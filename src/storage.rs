//! Session report export.

use crate::model::SessionReport;
use anyhow::{Context, Result};
use std::fmt::Write as _;
use std::path::{Path, PathBuf};

fn ensure_parent(path: &Path) -> Result<()> {
    if let Some(parent) = path.parent() {
        if !parent.as_os_str().is_empty() {
            std::fs::create_dir_all(parent)
                .with_context(|| format!("create {}", parent.display()))?;
        }
    }
    Ok(())
}

pub fn export_json(path: &Path, report: &SessionReport) -> Result<()> {
    ensure_parent(path)?;
    let data = serde_json::to_vec_pretty(report)?;
    std::fs::write(path, data).with_context(|| format!("write {}", path.display()))?;
    Ok(())
}

/// Quote a field when it contains the delimiter, a quote or a newline.
fn csv_field(value: &str) -> String {
    if value.contains([';', '"', '\n', '\r']) {
        format!("\"{}\"", value.replace('"', "\"\""))
    } else {
        value.to_string()
    }
}

/// `;`-delimited result rows, matching the delimiter of the input datasets.
pub fn render_csv(report: &SessionReport) -> String {
    let mut out = String::from("product;price;cluster\n");
    for row in &report.rows {
        let _ = writeln!(
            out,
            "{};{};{}",
            csv_field(&row.product),
            csv_field(&row.price),
            csv_field(&row.cluster)
        );
    }
    out
}

pub fn export_csv(path: &Path, report: &SessionReport) -> Result<()> {
    ensure_parent(path)?;
    std::fs::write(path, render_csv(report))
        .with_context(|| format!("write {}", path.display()))?;
    Ok(())
}

/// Export target inside the project directory, named after the report time.
pub fn default_export_path(report: &SessionReport, extension: &str) -> PathBuf {
    let stamp = report.generated_utc.replace(':', "-").replace('T', "_");
    Path::new(&report.project_path).join(format!(
        "{}-results-{stamp}.{extension}",
        report.project_name
    ))
}

#[cfg(test)]
mod tests {
    use super::*;
    use crate::model::ResultRow;

    fn report(project_path: &str) -> SessionReport {
        SessionReport {
            generated_utc: "2024-05-01T10:00:00Z".into(),
            project_name: "demo".into(),
            clustering_method: None,
            solver_type: None,
            project_path: project_path.into(),
            results_file: format!("{project_path}/solutions.csv"),
            metrics: None,
            cluster_count: Some(1),
            rows: vec![
                ResultRow {
                    product: "1".into(),
                    price: "10;12".into(),
                    cluster: "1".into(),
                },
                ResultRow {
                    product: "2".into(),
                    price: "9,5".into(),
                    cluster: "1".into(),
                },
            ],
            margin_of_sales: Some(12.0),
            expected_margin: None,
        }
    }

    #[test]
    fn csv_quotes_multi_valued_prices() {
        let csv = render_csv(&report("/p"));
        let lines: Vec<&str> = csv.lines().collect();
        assert_eq!(lines, ["product;price;cluster", "1;\"10;12\";1", "2;9,5;1"]);
    }

    #[test]
    fn json_export_round_trips() {
        let dir = tempfile::tempdir().unwrap();
        let path = dir.path().join("nested").join("report.json");
        let r = report("/p");
        export_json(&path, &r).unwrap();
        let back: SessionReport =
            serde_json::from_slice(&std::fs::read(&path).unwrap()).unwrap();
        assert_eq!(back, r);
    }

    #[test]
    fn default_path_lives_in_project_dir() {
        let path = default_export_path(&report("/qap/demo"), "csv");
        assert_eq!(
            path,
            PathBuf::from("/qap/demo/demo-results-2024-05-01_10-00-00Z.csv")
        );
    }
}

__Exercise__
Look over the material and return every line where the word "PathBuf" is found.

__Your solution__
use std::path::{Path, PathBuf};
pub fn default_export_path(report: &SessionReport, extension: &str) -> PathBuf {
            PathBuf::from("/qap/demo/demo-results-2024-05-01_10-00-00Z.csv")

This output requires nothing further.